Et aux mauvais esprits qui disent qu'il ne faut pas lire, qu'un livre peut faire du mal, simplement en se basant sur la chute d'un volume de l'Encyclopédie sur leur gros orteil , je dirai que Voltaire, sans être passé par cette épreuve, pronait l'édition de petits livres peu chers capables de toucher la majorité du peuple .
Plaisir infini ?
« A Marie-Anne Fiquet du BOCCAGE
Aux Délices, 27 décembre [1758]
Il est vrai, madame, qu'un jour, en me promenant dans les tristes campagnes de Berne avec un illustrissime et excellentissime avoyer de la république 1, on avait aposté le graveur de cette république, qui me dessina 2. Mais, comme les armes de nos seigneurs sont un ours, il ne crut pas pouvoir mieux faire que de me donner la figure de cet animal. Il me dessina ours, me grava ours. Comment ce beau chef-d'œuvre est-il tombé entre vos belles mains ? Pour vous, madame, quand on vous grave, c'est sur les Grâces, c'est sur Minerve qu'on prend modèle.
Dans ce charmant assemblage,
L'ignorant, le connaisseur,
L'ami, l'amant, l'amateur,
Reconnaissent du Boccage.
Je suis très-touché de la mort de Formont 3, car je ne me suis point endurci le cœur entre les Alpes et le mont Jura.

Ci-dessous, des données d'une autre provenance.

//! Capacity planning: size constants, capacity validation and prime search.
//!
//! Every function here is pure. Table sizes are always prime and kept within
//! `[MIN_SIZE, MAX_SIZE]`.

use crate::error::DictionaryError;

/// Capacity used by `HashedDictionary::new` and the floor for requested capacities.
pub const DEFAULT_CAPACITY: usize = 5;
/// Smallest table size accepted by `check_size`.
pub const MIN_SIZE: usize = DEFAULT_CAPACITY;
pub const MAX_CAPACITY: usize = 10_000;
/// Largest table size accepted by `check_size`.
pub const MAX_SIZE: usize = 2 * MAX_CAPACITY;
/// Growth runs once `len > MAX_LOAD_FACTOR * table_size`.
pub const MAX_LOAD_FACTOR: f64 = 0.5;

/// Validate a requested capacity against the current number of entries and
/// round it up to a usable prime table size.
pub fn check_capacity(requested: usize, entries: usize) -> Result<usize, DictionaryError> {
    if requested < entries {
        return Err(DictionaryError::CapacityBelowEntries { requested, entries });
    }
    // Anything above MAX_SIZE rounds to a prime that check_size rejects.
    if requested > MAX_SIZE {
        return Err(DictionaryError::TableTooLarge {
            size: requested,
            max: MAX_SIZE,
        });
    }
    if requested < DEFAULT_CAPACITY {
        return Ok(DEFAULT_CAPACITY);
    }
    if !is_prime(requested) {
        return Ok(next_prime(requested));
    }
    Ok(requested)
}

pub fn check_size(size: usize) -> Result<(), DictionaryError> {
    if size < MIN_SIZE {
        return Err(DictionaryError::TableTooSmall {
            size,
            min: MIN_SIZE,
        });
    }
    if size > MAX_SIZE {
        return Err(DictionaryError::TableTooLarge {
            size,
            max: MAX_SIZE,
        });
    }
    Ok(())
}

/// Smallest prime `>= value`.
pub fn next_prime(mut value: usize) -> usize {
    while !is_prime(value) {
        value += 1;
    }
    value
}

pub fn is_prime(value: usize) -> bool {
    if value < 2 {
        return false;
    }
    let mut i = 2;
    while i <= value / i {
        if value % i == 0 {
            return false;
        }
        i += 1;
    }
    true
}

/// Size of the table that replaces one of `current` slots during growth.
pub fn grown_size(current: usize) -> Result<usize, DictionaryError> {
    let size = next_prime(current.saturating_mul(2));
    check_size(size)?;
    Ok(size)
}
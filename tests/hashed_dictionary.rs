// HashedDictionary integration test suite.
//
// Each test documents what behavior is being verified and which
// invariants are assumed or asserted. The core invariants exercised:
// - Retrieval: a key that does not share a slot with a newer key is found.
// - Overwrite: re-adding a key returns the old value and keeps `len`.
// - Sizing: table sizes are prime, growth goes to next_prime(2 * size).
// - Load: `len <= 0.5 * table_size` after every insertion.
// - Head replacement: under the default policy a new key evicts the chain
//   at its slot; under `CollisionPolicy::Chain` nothing is evicted.
use hashed_dictionary::capacity::{is_prime, MAX_SIZE};
use hashed_dictionary::{CollisionPolicy, Dictionary, DictionaryError, HashedDictionary};
use std::collections::BTreeSet;

fn init_logging() {
    let _ = env_logger::builder().is_test(true).try_init();
}

fn candidates() -> impl Iterator<Item = String> {
    let letters = (b'a'..=b'z').map(|c| (c as char).to_string());
    let pairs = (b'a'..=b'z')
        .flat_map(|a| (b'a'..=b'z').map(move |b| format!("{}{}", a as char, b as char)));
    letters.chain(pairs)
}

/// First `n` candidate keys such that, for each `(size, prefix)` limit, the
/// first `prefix` picked keys land in distinct slots of a `size`-slot table.
fn spread_keys(n: usize, limits: &[(usize, usize)]) -> Vec<String> {
    let layouts: Vec<(HashedDictionary<String, ()>, usize)> = limits
        .iter()
        .map(|&(size, prefix)| {
            let d: HashedDictionary<String, ()> = HashedDictionary::with_capacity(size).unwrap();
            assert_eq!(d.table_size(), size, "layout sizes must be prime");
            (d, prefix)
        })
        .collect();
    let mut picked: Vec<String> = Vec::new();
    for candidate in candidates() {
        if picked.len() == n {
            break;
        }
        let clash = layouts.iter().any(|(d, prefix)| {
            picked.len() < *prefix
                && picked
                    .iter()
                    .any(|p| d.bucket_index(p) == d.bucket_index(&candidate))
        });
        if !clash {
            picked.push(candidate);
        }
    }
    assert_eq!(picked.len(), n, "not enough spread keys");
    picked
}

/// Two distinct keys sharing a slot in a table of `size`.
fn colliding_pair(size: usize) -> (String, String) {
    let layout: HashedDictionary<String, ()> = HashedDictionary::with_capacity(size).unwrap();
    let keys: Vec<String> = candidates().collect();
    for (i, a) in keys.iter().enumerate() {
        if let Some(b) = keys[..i]
            .iter()
            .find(|b| layout.bucket_index(*b) == layout.bucket_index(a))
        {
            return (b.clone(), a.clone());
        }
    }
    panic!("no colliding pair for size {size}");
}

// Test: the two-key scenario followed by growth.
// Assumes: the first three keys use distinct slots at size 5 and all six
// use distinct slots at sizes 11 and 23.
// Verifies: the third insertion grows 5 -> 11, the sixth 11 -> 23, and all
// six keys stay retrievable with their values.
#[test]
fn growth_scenario_from_capacity_five() {
    init_logging();
    let keys = spread_keys(6, &[(5, 3), (11, 6), (23, 6)]);
    let mut d: HashedDictionary<String, i32> = HashedDictionary::with_capacity(5).unwrap();
    assert_eq!(d.table_size(), 5);

    assert_eq!(d.add(keys[0].clone(), 1).unwrap(), None);
    assert_eq!(d.add(keys[1].clone(), 2).unwrap(), None);
    assert_eq!(d.get_value(keys[0].as_str()), Some(&1));
    assert_eq!(d.get_value(keys[1].as_str()), Some(&2));
    assert_eq!(d.len(), 2);
    assert_eq!(d.table_size(), 5);

    d.add(keys[2].clone(), 3).unwrap();
    assert_eq!(d.table_size(), 11);
    d.add(keys[3].clone(), 4).unwrap();
    d.add(keys[4].clone(), 5).unwrap();
    assert_eq!(d.table_size(), 11);
    d.add(keys[5].clone(), 6).unwrap();
    assert_eq!(d.table_size(), 23);

    assert_eq!(d.len(), 6);
    for (i, k) in keys.iter().enumerate() {
        assert_eq!(d.get_value(k.as_str()), Some(&(i as i32 + 1)), "key {k}");
    }
}

// Test: overwrite of an existing key.
// Verifies: `add` returns the old value, lookup sees the new one, len is unchanged.
#[test]
fn overwrite_returns_previous_value() {
    let mut d = HashedDictionary::new();
    assert_eq!(d.add("x".to_string(), 1).unwrap(), None);
    assert_eq!(d.len(), 1);
    assert_eq!(d.add("x".to_string(), 2).unwrap(), Some(1));
    assert_eq!(d.get_value("x"), Some(&2));
    assert_eq!(d.len(), 1);
}

// Test: lookups of keys never inserted.
// Verifies: absence is reported as None, including for keys that share a
// slot with a stored key.
#[test]
fn missing_keys_are_absent() {
    let (a, b) = colliding_pair(5);
    let mut d: HashedDictionary<String, i32> = HashedDictionary::new();
    assert_eq!(d.get_value("never"), None);
    d.add(a.clone(), 1).unwrap();
    assert_eq!(d.get_value(b.as_str()), None);
    assert!(!d.contains_key(b.as_str()));
}

// Test: default head-replacing insertion.
// Assumes: `a` and `b` share a slot in a 5-slot table.
// Verifies: adding `b` makes `a` unreachable, still counts as an insertion,
// and costs one collision step.
#[test]
fn colliding_key_replaces_chain_head() {
    init_logging();
    let (a, b) = colliding_pair(5);
    let mut d = HashedDictionary::new();
    d.add(a.clone(), 1).unwrap();
    assert_eq!(d.add(b.clone(), 2).unwrap(), None);

    assert_eq!(d.get_value(a.as_str()), None);
    assert_eq!(d.get_value(b.as_str()), Some(&2));
    assert_eq!(d.len(), 2);
    assert_eq!(d.collision_count(), 1);

    // Re-adding the evicted key is a fresh insertion again.
    assert_eq!(d.add(a.clone(), 3).unwrap(), None);
    assert_eq!(d.get_value(a.as_str()), Some(&3));
}

// Test: growth under the default policy re-inserts through head replacement.
// Assumes: `a` and `b` use distinct slots at size 5 but share one at size
// 11; `c` uses its own slot at both sizes.
// Verifies: both `a` and `b` are retrievable before growth; after the third
// insertion grows the table to 11, only the one re-inserted last (the higher
// old slot) survives, and `len` counts all three re-insertions.
#[test]
fn growth_replays_head_replacement() {
    init_logging();
    let small: HashedDictionary<String, ()> = HashedDictionary::with_capacity(5).unwrap();
    let large: HashedDictionary<String, ()> = HashedDictionary::with_capacity(11).unwrap();
    let keys: Vec<String> = candidates().collect();
    let (a, b) = keys
        .iter()
        .enumerate()
        .find_map(|(i, a)| {
            keys[..i]
                .iter()
                .find(|b| {
                    small.bucket_index(*b) != small.bucket_index(a)
                        && large.bucket_index(*b) == large.bucket_index(a)
                })
                .map(|b| (b.clone(), a.clone()))
        })
        .expect("pair distinct at 5 and colliding at 11");
    let c = keys
        .iter()
        .find(|c| {
            [&a, &b].iter().all(|k| {
                small.bucket_index(*k) != small.bucket_index(*c)
                    && large.bucket_index(*k) != large.bucket_index(*c)
            })
        })
        .expect("key clear of both at 5 and 11")
        .clone();

    let mut d: HashedDictionary<String, i32> = HashedDictionary::new();
    d.add(b.clone(), 1).unwrap();
    d.add(a.clone(), 2).unwrap();
    assert_eq!(d.get_value(a.as_str()), Some(&2));
    assert_eq!(d.get_value(b.as_str()), Some(&1));
    assert_eq!(d.table_size(), 5);

    let (survivor, lost) = if small.bucket_index(&a) > small.bucket_index(&b) {
        (&a, &b)
    } else {
        (&b, &a)
    };
    let survivor_value = *d.get_value(survivor.as_str()).unwrap();

    d.add(c.clone(), 3).unwrap();
    assert_eq!(d.table_size(), 11);
    assert_eq!(d.len(), 3);
    assert_eq!(d.get_value(lost.as_str()), None);
    assert_eq!(d.get_value(survivor.as_str()), Some(&survivor_value));
    assert_eq!(d.get_value(c.as_str()), Some(&3));

    // Two reachable keys, but the enumerator expects three.
    let mut it = d.key_iter();
    let mut seen = BTreeSet::new();
    while let Ok(k) = it.try_next() {
        seen.insert(k.clone());
    }
    assert_eq!(seen, [survivor.clone(), c.clone()].into_iter().collect());
}

// Test: separate chaining keeps colliding keys.
#[test]
fn chain_policy_keeps_colliding_keys() {
    let (a, b) = colliding_pair(5);
    let mut d = HashedDictionary::builder()
        .collision_policy(CollisionPolicy::Chain)
        .build()
        .unwrap();
    d.add(a.clone(), 1).unwrap();
    d.add(b.clone(), 2).unwrap();
    assert_eq!(d.get_value(a.as_str()), Some(&1));
    assert_eq!(d.get_value(b.as_str()), Some(&2));
    assert_eq!(d.collision_count(), 1);

    let keys: BTreeSet<&String> = d.key_iter().collect();
    assert_eq!(keys, [&a, &b].into_iter().collect());
}

// Test: structural invariants over many insertions.
// Verifies: size is prime and load factor stays within 0.5 after each add.
#[test]
fn size_prime_and_load_bounded() {
    for policy in [CollisionPolicy::ReplaceHead, CollisionPolicy::Chain] {
        let mut d = HashedDictionary::builder()
            .collision_policy(policy)
            .build()
            .unwrap();
        for i in 0..1_000u32 {
            d.add(i, i).unwrap();
            assert!(is_prime(d.table_size()));
            assert!(d.load_factor() <= 0.5, "{policy:?} at {i}");
        }
    }
}

// Test: enumeration after distinct, non-colliding insertions.
// Verifies: each key is yielded exactly once and then the enumerator is exhausted.
#[test]
fn key_iter_yields_each_key_once() {
    let keys = spread_keys(5, &[(11, 5)]);
    let mut d = HashedDictionary::with_capacity(11).unwrap();
    for (i, k) in keys.iter().enumerate() {
        d.add(k.clone(), i).unwrap();
    }
    assert_eq!(d.table_size(), 11);

    let mut it = d.key_iter();
    let mut seen = Vec::new();
    while it.has_next() {
        seen.push(it.try_next().unwrap().clone());
    }
    assert_eq!(it.try_next(), Err(DictionaryError::Exhausted));
    assert_eq!(it.next(), None);

    seen.sort();
    let mut expected = keys.clone();
    expected.sort();
    assert_eq!(seen, expected);
}

// Test: enumerators are fresh per call and refuse removal.
#[test]
fn key_iter_is_fresh_and_read_only() {
    let mut d = HashedDictionary::new();
    d.add(7u64, "seven").unwrap();
    let mut first = d.key_iter();
    assert_eq!(first.next(), Some(&7));
    assert_eq!(first.next(), None);
    assert_eq!(
        first.remove(),
        Err(DictionaryError::Unsupported { operation: "remove" })
    );

    let again: Vec<_> = d.key_iter().collect();
    assert_eq!(again, vec![&7]);
}

// Test: the dictionary through its trait.
#[test]
fn usable_through_dictionary_trait() {
    fn fill<D: Dictionary<u64, u64>>(d: &mut D) -> Result<(), DictionaryError> {
        for k in 0..10 {
            d.add(k, k * k)?;
        }
        Ok(())
    }

    let mut d: HashedDictionary<u64, u64> = HashedDictionary::builder()
        .collision_policy(CollisionPolicy::Chain)
        .build()
        .unwrap();
    fill(&mut d).unwrap();
    assert_eq!(Dictionary::get_value(&d, &9), Some(&81));
    assert_eq!(Dictionary::key_iter(&d).count(), 10);
}

// Test: constructor validation.
// Verifies: capacities are raised to the default and rounded to primes;
// oversized requests fail with an invalid-argument error.
#[test]
fn capacity_validation() {
    let d: HashedDictionary<u8, u8> = HashedDictionary::with_capacity(0).unwrap();
    assert_eq!(d.table_size(), 5);
    let d: HashedDictionary<u8, u8> = HashedDictionary::with_capacity(100).unwrap();
    assert_eq!(d.table_size(), 101);
    let d: HashedDictionary<u8, u8> = HashedDictionary::with_capacity(19_997).unwrap();
    assert_eq!(d.table_size(), 19_997);

    // The first prime past 19_997 is beyond MAX_SIZE.
    let err = HashedDictionary::<u8, u8>::with_capacity(19_998).unwrap_err();
    assert!(err.is_invalid_argument());
    let err = HashedDictionary::<u8, u8>::with_capacity(MAX_SIZE + 1).unwrap_err();
    assert_eq!(
        err,
        DictionaryError::TableTooLarge {
            size: MAX_SIZE + 1,
            max: MAX_SIZE
        }
    );
}

// Test: growth refuses to pass MAX_SIZE.
// Verifies: the failing add leaves the dictionary unchanged and usable.
#[test]
fn add_fails_cleanly_at_max_size() {
    let mut d = HashedDictionary::builder()
        .initial_capacity(10_007)
        .collision_policy(CollisionPolicy::Chain)
        .build()
        .unwrap();
    for k in 0..5_003u32 {
        d.add(k, k).unwrap();
    }
    let err = d.add(u32::MAX, 0).unwrap_err();
    assert!(matches!(err, DictionaryError::TableTooLarge { .. }));
    assert_eq!(d.len(), 5_003);
    assert_eq!(d.get_value(&u32::MAX), None);
    assert_eq!(d.add(0, 1).unwrap(), Some(0));
}
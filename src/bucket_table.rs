//! BucketTable: the slot array, the entry arena and the chain-walk algorithm.
//!
//! Entries live in a `SlotMap` and are linked into chains by arena key. A
//! slot is `Empty`, `Available` (tombstone, never produced by insertion) or
//! the head of a chain. Growth throws away both the slot array and the arena
//! and re-inserts every reachable pair through `insert`.

use crate::capacity::{self, MAX_LOAD_FACTOR};
use crate::error::DictionaryError;
use core::borrow::Borrow;
use core::hash::{BuildHasher, BuildHasherDefault, Hash};
use rustc_hash::FxHasher;
use slotmap::{DefaultKey, SlotMap};

/// What `add` does with a new key whose slot already holds a chain.
#[derive(Copy, Clone, Debug, Default, PartialEq, Eq, Hash)]
pub enum CollisionPolicy {
    /// The new entry becomes the chain head and the previous chain at that
    /// slot is discarded. Lookups only inspect chain heads, so at most one
    /// of the keys sharing an index is retrievable at a time.
    #[default]
    ReplaceHead,
    /// Separate chaining: the new entry is linked at the chain tail and
    /// lookups walk the chain.
    Chain,
}

#[derive(Copy, Clone, Debug, Default, PartialEq, Eq)]
pub(crate) enum Slot {
    #[default]
    Empty,
    /// Tombstone reserved for deletion; no insertion produces it.
    #[allow(dead_code)]
    Available,
    Occupied(DefaultKey),
}

#[derive(Debug)]
pub(crate) struct Entry<K, V> {
    pub(crate) key: K,
    pub(crate) value: V,
    pub(crate) next: Option<DefaultKey>,
}

/// Outcome of walking one chain looking for a key.
struct ChainScan {
    found: Option<DefaultKey>,
    tail: Option<DefaultKey>,
    steps: u64,
}

#[derive(Debug)]
pub(crate) struct BucketTable<K, V> {
    slots: Vec<Slot>,
    entries: SlotMap<DefaultKey, Entry<K, V>>,
    len: usize,
    collisions: u64,
    policy: CollisionPolicy,
    hasher: BuildHasherDefault<FxHasher>,
}

impl<K, V> BucketTable<K, V>
where
    K: Eq + Hash,
{
    /// Build a table for `capacity` entries, rounded up to a prime size.
    pub(crate) fn new(capacity: usize, policy: CollisionPolicy) -> Result<Self, DictionaryError> {
        let capacity = capacity::check_capacity(capacity, 0)?;
        let size = capacity::next_prime(capacity);
        capacity::check_size(size)?;
        Ok(Self::with_size(size, policy))
    }

    /// `size` must already satisfy `capacity::check_size` and be prime.
    pub(crate) fn with_size(size: usize, policy: CollisionPolicy) -> Self {
        Self {
            slots: vec![Slot::Empty; size],
            entries: SlotMap::with_key(),
            len: 0,
            collisions: 0,
            policy,
            hasher: BuildHasherDefault::default(),
        }
    }

    pub(crate) fn len(&self) -> usize {
        self.len
    }

    pub(crate) fn table_size(&self) -> usize {
        self.slots.len()
    }

    pub(crate) fn collision_count(&self) -> u64 {
        self.collisions
    }

    pub(crate) fn policy(&self) -> CollisionPolicy {
        self.policy
    }

    pub(crate) fn slots(&self) -> &[Slot] {
        &self.slots
    }

    pub(crate) fn entry(&self, k: DefaultKey) -> &Entry<K, V> {
        &self.entries[k]
    }

    /// Slot a key hashes to under the current table size.
    pub(crate) fn bucket_index<Q>(&self, q: &Q) -> usize
    where
        Q: ?Sized + Hash,
    {
        let hash = self.hasher.hash_one(q) as i64;
        let size = self.slots.len() as i64;
        let mut index = hash % size;
        if index < 0 {
            index += size;
        }
        index as usize
    }

    fn exceeds_load_factor(&self, len: usize) -> bool {
        len as f64 > MAX_LOAD_FACTOR * self.slots.len() as f64
    }

    fn chain(&self, head: DefaultKey) -> impl Iterator<Item = &Entry<K, V>> + '_ {
        core::iter::successors(Some(&self.entries[head]), move |e| {
            e.next.map(|k| &self.entries[k])
        })
    }

    fn scan(&self, index: usize, key: &K) -> ChainScan {
        let mut steps = 0;
        let mut tail = None;
        let mut link = match self.slots[index] {
            Slot::Empty => None,
            // A tombstone never matches; stepping over it counts once.
            Slot::Available => {
                steps += 1;
                None
            }
            Slot::Occupied(head) => Some(head),
        };
        while let Some(k) = link {
            let entry = &self.entries[k];
            if entry.key == *key {
                return ChainScan {
                    found: Some(k),
                    tail,
                    steps,
                };
            }
            tail = Some(k);
            link = entry.next;
            steps += 1;
        }
        ChainScan {
            found: None,
            tail,
            steps,
        }
    }

    /// Insert or overwrite. Returns the displaced value on overwrite.
    ///
    /// Fails only when the insertion would need a table larger than
    /// `capacity::MAX_SIZE`; in that case nothing is modified.
    pub(crate) fn insert(&mut self, key: K, value: V) -> Result<Option<V>, DictionaryError> {
        let index = self.bucket_index(&key);
        let scan = self.scan(index, &key);

        if let Some(k) = scan.found {
            self.collisions += scan.steps;
            let old = core::mem::replace(&mut self.entries[k].value, value);
            return Ok(Some(old));
        }

        let grow_to = if self.exceeds_load_factor(self.len + 1) {
            Some(capacity::grown_size(self.slots.len())?)
        } else {
            None
        };

        self.collisions += scan.steps;
        self.link_new(index, scan.tail, key, value);
        self.len += 1;

        if let Some(size) = grow_to {
            self.grow(size)?;
        }
        Ok(None)
    }

    fn link_new(&mut self, index: usize, tail: Option<DefaultKey>, key: K, value: V) {
        let k = self.entries.insert(Entry {
            key,
            value,
            next: None,
        });
        match (self.policy, tail) {
            (CollisionPolicy::Chain, Some(t)) => self.entries[t].next = Some(k),
            _ => {
                let previous = core::mem::replace(&mut self.slots[index], Slot::Occupied(k));
                if let Slot::Occupied(head) = previous {
                    let dropped = self.discard_chain(head);
                    log::trace!("slot {index}: chain head replaced, {dropped} entries discarded");
                }
            }
        }
    }

    /// Free every entry of the chain starting at `head`.
    fn discard_chain(&mut self, head: DefaultKey) -> usize {
        let mut dropped = 0;
        let mut link = Some(head);
        while let Some(k) = link {
            link = self.entries.remove(k).and_then(|e| e.next);
            dropped += 1;
        }
        dropped
    }

    fn grow(&mut self, new_size: usize) -> Result<(), DictionaryError> {
        let old_size = self.slots.len();
        let old_slots = core::mem::replace(&mut self.slots, vec![Slot::Empty; new_size]);
        let mut old_entries =
            core::mem::replace(&mut self.entries, SlotMap::with_capacity_and_key(self.len));
        self.len = 0;

        // Under ReplaceHead every chain is a lone head.
        for slot in old_slots {
            let Slot::Occupied(head) = slot else {
                continue;
            };
            let mut link = Some(head);
            while let Some(k) = link {
                let Some(entry) = old_entries.remove(k) else {
                    break;
                };
                link = entry.next;
                self.insert(entry.key, entry.value)?;
            }
        }

        log::debug!(
            "grew table from {old_size} to {new_size} slots, {} entries carried over",
            self.len
        );
        Ok(())
    }

    pub(crate) fn get<Q>(&self, q: &Q) -> Option<&V>
    where
        K: Borrow<Q>,
        Q: ?Sized + Hash + Eq,
    {
        let index = self.bucket_index(q);
        let Slot::Occupied(head) = self.slots[index] else {
            return None;
        };
        match self.policy {
            CollisionPolicy::ReplaceHead => {
                let entry = &self.entries[head];
                (entry.key.borrow() == q).then_some(&entry.value)
            }
            CollisionPolicy::Chain => self
                .chain(head)
                .find(|e| e.key.borrow() == q)
                .map(|e| &e.value),
        }
    }

    /// Turn a slot into a tombstone, freeing whatever chain it held.
    #[cfg(test)]
    pub(crate) fn mark_available(&mut self, index: usize) {
        if let Slot::Occupied(head) = core::mem::replace(&mut self.slots[index], Slot::Available) {
            let dropped = self.discard_chain(head);
            self.len -= dropped;
        }
    }
}
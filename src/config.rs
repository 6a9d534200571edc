use std::env;
use std::path::PathBuf;

#[derive(Debug, Clone)]
pub enum Deployment {
    Local,
    Dev,
    Stage,
    Prod,
}

impl Deployment {
    #[must_use]
    pub fn from_str(s: &str) -> Self {
        match s.to_lowercase().as_str() {
            "dev" | "development" => Self::Dev,
            "stage" | "staging" => Self::Stage,
            "prod" | "production" => Self::Prod,
            _ => Self::Local,
        }
    }
}

#[derive(Debug, Clone)]
pub struct Config {
    // Weather data API
    pub api_base_url: String,
    pub api_token: Option<String>,
    pub request_timeout_seconds: u64,

    // Client-side persistence
    pub state_file: PathBuf,

    // View defaults
    pub default_station: String,
    pub default_refresh_ms: u64,

    // Request shaping
    pub history_limit: u32,
    pub history_limit_absolute: u32,
    pub daily_days: u32,

    // Caching
    pub station_cache_ttl_seconds: u64,

    // Application metadata
    pub deployment: Deployment,
}

impl Config {
    /// Load configuration from environment variables.
    ///
    /// # Errors
    ///
    /// Returns `ConfigError::Missing` if required environment variables are not set.
    pub fn from_env() -> Result<Self, ConfigError> {
        dotenvy::dotenv().ok();

        Ok(Self {
            // Weather data API
            api_base_url: env::var("WX_API_BASE_URL")
                .map_err(|_| ConfigError::Missing("WX_API_BASE_URL"))?
                .trim_end_matches('/')
                .to_string(),
            api_token: env::var("WX_API_TOKEN").ok().filter(|t| !t.is_empty()),
            request_timeout_seconds: env::var("WX_REQUEST_TIMEOUT_SECONDS")
                .unwrap_or_else(|_| "10".to_string())
                .parse()
                .unwrap_or(10),

            // Client-side persistence
            state_file: env::var("WX_STATE_FILE")
                .unwrap_or_else(|_| ".wx-dashboard.json".to_string())
                .into(),

            // View defaults
            default_station: env::var("WX_DEFAULT_STATION")
                .unwrap_or_else(|_| "KALMILLP10".to_string()),
            default_refresh_ms: env::var("WX_REFRESH_MS")
                .unwrap_or_else(|_| "30000".to_string())
                .parse()
                .unwrap_or(30_000),

            // Request shaping
            history_limit: env::var("WX_HISTORY_LIMIT")
                .unwrap_or_else(|_| "500".to_string())
                .parse()
                .unwrap_or(500),
            history_limit_absolute: env::var("WX_HISTORY_LIMIT_ABSOLUTE")
                .unwrap_or_else(|_| "1000".to_string())
                .parse()
                .unwrap_or(1000),
            daily_days: env::var("WX_DAILY_DAYS")
                .unwrap_or_else(|_| "30".to_string())
                .parse()
                .unwrap_or(30),

            // Caching
            station_cache_ttl_seconds: env::var("WX_STATION_CACHE_TTL_SECONDS")
                .unwrap_or_else(|_| "300".to_string())
                .parse()
                .unwrap_or(300), // 5 minutes default

            // Application metadata
            deployment: Deployment::from_str(
                &env::var("DEPLOYMENT").unwrap_or_else(|_| "local".to_string()),
            ),
        })
    }

    /// Configuration pointing at `base_url` with every other value at its default.
    #[must_use]
    pub fn for_base_url(base_url: &str) -> Self {
        Self {
            api_base_url: base_url.trim_end_matches('/').to_string(),
            api_token: None,
            request_timeout_seconds: 10,
            state_file: ".wx-dashboard.json".into(),
            default_station: "KALMILLP10".to_string(),
            default_refresh_ms: 30_000,
            history_limit: 500,
            history_limit_absolute: 1000,
            daily_days: 30,
            station_cache_ttl_seconds: 300,
            deployment: Deployment::Local,
        }
    }
}

#[derive(Debug, thiserror::Error)]
pub enum ConfigError {
    #[error("Missing required environment variable: {0}")]
    Missing(&'static str),
}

Je l'aimais, tout paresseux qu'il était. Pour moi, j'achève le peu de jours qui me restent dans une retraite heureuse. Je rends le pain bénit dans mes paroisses je laboure mes champs avec la nouvelle charrue; je bâtis nel gusto italiano 4; je plante sans espérer de voir l'ombrage de mes arbres, et je n'ai trouvé de félicité que dans ce train de vie.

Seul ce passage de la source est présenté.